* Task objective *
From the entries that follow, copy each line containing the word "this".

* Listed entries *
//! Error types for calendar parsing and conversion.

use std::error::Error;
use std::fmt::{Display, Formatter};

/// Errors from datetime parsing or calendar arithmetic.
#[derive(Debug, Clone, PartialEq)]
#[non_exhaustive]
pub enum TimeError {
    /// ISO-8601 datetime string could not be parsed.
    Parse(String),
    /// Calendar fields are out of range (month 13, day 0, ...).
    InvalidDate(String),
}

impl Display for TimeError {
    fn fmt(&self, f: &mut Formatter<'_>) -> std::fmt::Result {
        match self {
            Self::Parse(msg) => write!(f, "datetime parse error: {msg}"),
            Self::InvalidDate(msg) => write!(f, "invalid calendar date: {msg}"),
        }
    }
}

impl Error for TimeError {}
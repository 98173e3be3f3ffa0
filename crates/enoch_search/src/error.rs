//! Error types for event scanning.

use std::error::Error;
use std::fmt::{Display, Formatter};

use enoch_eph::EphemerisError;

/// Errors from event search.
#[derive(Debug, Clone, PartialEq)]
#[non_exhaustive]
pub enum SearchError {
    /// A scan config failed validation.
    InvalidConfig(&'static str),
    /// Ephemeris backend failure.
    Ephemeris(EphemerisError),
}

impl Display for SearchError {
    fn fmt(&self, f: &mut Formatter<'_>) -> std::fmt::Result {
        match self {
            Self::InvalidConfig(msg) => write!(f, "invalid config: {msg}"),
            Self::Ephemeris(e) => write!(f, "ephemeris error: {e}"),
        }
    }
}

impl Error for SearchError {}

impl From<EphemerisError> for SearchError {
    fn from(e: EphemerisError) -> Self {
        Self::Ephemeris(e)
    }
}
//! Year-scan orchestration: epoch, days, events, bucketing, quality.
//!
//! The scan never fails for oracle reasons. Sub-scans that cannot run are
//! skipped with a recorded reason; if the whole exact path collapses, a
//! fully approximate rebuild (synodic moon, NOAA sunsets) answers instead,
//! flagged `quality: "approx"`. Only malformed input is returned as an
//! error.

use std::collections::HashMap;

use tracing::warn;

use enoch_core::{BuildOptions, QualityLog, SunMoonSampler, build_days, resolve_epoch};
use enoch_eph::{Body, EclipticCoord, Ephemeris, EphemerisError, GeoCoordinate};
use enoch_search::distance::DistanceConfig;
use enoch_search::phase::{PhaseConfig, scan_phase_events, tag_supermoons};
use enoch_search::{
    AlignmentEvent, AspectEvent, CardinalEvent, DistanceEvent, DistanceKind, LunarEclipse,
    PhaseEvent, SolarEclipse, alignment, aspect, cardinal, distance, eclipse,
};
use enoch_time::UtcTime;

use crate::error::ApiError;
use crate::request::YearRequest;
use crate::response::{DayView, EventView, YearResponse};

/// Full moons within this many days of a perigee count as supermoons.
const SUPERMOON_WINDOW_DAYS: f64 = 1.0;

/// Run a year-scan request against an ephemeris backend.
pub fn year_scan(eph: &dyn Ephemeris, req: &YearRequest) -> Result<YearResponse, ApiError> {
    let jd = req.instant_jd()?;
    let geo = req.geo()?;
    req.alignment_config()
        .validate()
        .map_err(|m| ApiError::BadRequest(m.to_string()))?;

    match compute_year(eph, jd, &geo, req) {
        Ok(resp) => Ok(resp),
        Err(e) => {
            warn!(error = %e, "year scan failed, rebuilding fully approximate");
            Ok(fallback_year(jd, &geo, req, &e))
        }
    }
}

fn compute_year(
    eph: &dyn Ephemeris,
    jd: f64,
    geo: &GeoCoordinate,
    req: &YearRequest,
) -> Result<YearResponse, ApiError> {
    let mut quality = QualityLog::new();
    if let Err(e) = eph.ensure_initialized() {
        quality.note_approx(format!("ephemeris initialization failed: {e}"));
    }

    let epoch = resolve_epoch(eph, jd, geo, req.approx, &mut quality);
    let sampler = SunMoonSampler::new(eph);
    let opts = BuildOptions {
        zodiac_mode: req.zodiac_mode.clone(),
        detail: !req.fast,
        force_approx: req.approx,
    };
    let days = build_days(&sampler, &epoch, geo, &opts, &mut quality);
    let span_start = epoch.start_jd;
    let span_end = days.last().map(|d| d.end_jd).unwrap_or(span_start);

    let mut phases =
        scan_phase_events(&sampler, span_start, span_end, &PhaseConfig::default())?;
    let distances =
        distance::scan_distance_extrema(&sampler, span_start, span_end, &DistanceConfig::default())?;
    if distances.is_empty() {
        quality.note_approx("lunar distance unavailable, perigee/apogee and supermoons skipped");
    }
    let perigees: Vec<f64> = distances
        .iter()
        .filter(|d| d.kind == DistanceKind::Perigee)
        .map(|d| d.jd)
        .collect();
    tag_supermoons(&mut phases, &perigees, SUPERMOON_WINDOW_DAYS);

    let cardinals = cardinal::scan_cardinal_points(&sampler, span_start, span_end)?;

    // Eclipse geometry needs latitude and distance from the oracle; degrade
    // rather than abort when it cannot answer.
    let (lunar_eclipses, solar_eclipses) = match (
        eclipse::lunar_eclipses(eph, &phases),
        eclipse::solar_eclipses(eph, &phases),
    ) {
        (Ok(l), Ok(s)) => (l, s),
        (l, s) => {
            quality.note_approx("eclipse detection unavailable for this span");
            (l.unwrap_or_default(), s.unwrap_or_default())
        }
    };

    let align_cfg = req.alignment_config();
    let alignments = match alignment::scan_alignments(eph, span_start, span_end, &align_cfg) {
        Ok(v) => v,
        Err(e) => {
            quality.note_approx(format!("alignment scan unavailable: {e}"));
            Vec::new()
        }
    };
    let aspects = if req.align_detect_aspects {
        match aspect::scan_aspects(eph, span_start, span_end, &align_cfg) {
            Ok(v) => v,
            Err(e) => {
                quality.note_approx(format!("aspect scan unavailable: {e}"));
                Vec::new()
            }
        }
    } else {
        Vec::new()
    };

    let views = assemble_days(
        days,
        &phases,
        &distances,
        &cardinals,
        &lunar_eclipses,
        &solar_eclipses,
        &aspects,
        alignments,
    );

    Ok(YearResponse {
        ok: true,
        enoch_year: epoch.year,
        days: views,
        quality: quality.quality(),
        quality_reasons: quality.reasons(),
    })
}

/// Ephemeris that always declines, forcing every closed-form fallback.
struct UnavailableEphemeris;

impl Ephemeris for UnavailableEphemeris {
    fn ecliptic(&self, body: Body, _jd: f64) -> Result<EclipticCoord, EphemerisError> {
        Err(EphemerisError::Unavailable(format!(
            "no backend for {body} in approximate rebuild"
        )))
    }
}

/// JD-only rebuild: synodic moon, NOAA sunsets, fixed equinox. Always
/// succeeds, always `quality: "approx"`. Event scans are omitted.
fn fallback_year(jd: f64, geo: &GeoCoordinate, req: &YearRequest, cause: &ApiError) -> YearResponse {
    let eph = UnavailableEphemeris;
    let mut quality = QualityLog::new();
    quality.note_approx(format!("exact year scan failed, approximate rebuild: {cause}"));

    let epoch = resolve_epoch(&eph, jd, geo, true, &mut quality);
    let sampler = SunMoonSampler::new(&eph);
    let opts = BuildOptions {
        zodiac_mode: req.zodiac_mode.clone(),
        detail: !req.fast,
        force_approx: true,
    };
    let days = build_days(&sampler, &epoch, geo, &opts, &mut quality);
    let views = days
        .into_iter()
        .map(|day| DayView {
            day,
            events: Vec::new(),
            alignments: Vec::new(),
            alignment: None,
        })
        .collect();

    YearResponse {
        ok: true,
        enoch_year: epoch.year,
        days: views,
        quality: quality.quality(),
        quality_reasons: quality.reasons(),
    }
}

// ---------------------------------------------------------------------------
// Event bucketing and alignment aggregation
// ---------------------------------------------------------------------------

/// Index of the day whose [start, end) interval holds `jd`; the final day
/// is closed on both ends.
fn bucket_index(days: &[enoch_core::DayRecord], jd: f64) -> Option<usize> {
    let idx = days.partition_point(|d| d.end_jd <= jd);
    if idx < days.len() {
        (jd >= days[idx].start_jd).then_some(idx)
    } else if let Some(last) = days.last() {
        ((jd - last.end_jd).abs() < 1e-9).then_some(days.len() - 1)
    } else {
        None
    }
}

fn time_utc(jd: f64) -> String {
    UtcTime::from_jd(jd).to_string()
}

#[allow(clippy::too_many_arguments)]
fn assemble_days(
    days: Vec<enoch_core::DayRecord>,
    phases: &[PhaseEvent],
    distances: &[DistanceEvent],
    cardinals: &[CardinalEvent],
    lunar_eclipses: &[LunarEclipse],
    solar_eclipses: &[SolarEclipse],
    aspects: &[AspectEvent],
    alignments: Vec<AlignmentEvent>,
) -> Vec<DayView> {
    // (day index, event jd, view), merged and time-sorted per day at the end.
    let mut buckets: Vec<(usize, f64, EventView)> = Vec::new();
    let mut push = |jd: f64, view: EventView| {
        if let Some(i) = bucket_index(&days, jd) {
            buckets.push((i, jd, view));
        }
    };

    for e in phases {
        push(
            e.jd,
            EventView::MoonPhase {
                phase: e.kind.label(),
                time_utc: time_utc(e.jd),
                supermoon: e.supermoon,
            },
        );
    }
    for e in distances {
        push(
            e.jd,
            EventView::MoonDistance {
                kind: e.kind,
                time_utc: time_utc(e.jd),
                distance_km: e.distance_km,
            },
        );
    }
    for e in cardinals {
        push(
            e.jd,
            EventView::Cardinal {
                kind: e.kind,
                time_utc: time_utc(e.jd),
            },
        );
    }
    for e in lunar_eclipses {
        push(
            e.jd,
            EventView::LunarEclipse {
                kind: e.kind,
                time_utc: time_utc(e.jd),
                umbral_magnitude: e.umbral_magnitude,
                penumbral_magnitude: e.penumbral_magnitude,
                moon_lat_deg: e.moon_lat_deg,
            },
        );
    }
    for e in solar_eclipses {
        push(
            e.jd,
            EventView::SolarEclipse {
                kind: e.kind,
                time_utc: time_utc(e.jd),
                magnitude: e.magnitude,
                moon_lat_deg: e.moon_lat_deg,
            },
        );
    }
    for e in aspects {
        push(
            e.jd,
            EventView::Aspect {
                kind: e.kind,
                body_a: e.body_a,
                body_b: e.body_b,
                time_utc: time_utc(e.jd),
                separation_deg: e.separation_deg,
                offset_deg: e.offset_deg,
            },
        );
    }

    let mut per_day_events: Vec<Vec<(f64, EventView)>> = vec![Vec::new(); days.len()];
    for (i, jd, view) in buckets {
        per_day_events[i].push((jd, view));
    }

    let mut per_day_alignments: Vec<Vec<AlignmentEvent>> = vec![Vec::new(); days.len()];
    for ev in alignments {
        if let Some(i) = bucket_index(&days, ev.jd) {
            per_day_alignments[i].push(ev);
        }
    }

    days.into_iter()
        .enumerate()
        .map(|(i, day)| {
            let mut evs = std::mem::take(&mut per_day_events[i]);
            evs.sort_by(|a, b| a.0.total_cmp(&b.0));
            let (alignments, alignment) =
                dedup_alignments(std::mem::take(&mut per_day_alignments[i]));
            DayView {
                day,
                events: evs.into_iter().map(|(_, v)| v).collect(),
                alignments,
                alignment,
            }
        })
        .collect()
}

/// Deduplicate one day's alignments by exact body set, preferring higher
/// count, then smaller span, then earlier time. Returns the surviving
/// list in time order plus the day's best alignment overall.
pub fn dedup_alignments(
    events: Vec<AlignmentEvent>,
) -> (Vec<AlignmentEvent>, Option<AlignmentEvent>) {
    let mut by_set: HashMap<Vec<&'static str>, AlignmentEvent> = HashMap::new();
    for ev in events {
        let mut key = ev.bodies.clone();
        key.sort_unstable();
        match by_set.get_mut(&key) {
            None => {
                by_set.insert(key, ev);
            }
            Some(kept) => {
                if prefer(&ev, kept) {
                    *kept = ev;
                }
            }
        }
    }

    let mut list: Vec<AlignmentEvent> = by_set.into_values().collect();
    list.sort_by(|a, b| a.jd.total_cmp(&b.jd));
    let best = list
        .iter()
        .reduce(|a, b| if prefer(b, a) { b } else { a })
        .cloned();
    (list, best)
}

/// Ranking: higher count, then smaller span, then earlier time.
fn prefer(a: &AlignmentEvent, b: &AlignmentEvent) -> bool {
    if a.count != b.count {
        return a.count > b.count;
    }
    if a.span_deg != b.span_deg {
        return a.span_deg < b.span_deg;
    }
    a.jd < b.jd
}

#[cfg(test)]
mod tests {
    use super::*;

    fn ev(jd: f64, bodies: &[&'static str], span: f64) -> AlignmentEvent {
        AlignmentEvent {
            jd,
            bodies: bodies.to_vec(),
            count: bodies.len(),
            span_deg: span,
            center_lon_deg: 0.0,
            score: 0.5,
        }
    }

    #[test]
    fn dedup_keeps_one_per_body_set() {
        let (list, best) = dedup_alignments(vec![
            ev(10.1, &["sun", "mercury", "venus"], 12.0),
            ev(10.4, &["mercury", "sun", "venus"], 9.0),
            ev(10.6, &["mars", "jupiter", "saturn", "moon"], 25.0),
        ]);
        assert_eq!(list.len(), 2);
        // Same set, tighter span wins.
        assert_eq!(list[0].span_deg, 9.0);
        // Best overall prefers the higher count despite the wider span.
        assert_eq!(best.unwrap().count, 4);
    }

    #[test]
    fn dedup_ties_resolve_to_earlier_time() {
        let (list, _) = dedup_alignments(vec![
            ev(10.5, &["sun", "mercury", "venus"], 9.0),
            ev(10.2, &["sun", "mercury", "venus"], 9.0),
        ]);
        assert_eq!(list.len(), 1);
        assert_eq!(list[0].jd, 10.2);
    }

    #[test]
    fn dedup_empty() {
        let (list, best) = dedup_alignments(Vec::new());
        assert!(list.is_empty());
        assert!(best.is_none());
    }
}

* Exercise response *
/// Full moons within this many days of a perigee count as supermoons.
            quality.note_approx("eclipse detection unavailable for this span");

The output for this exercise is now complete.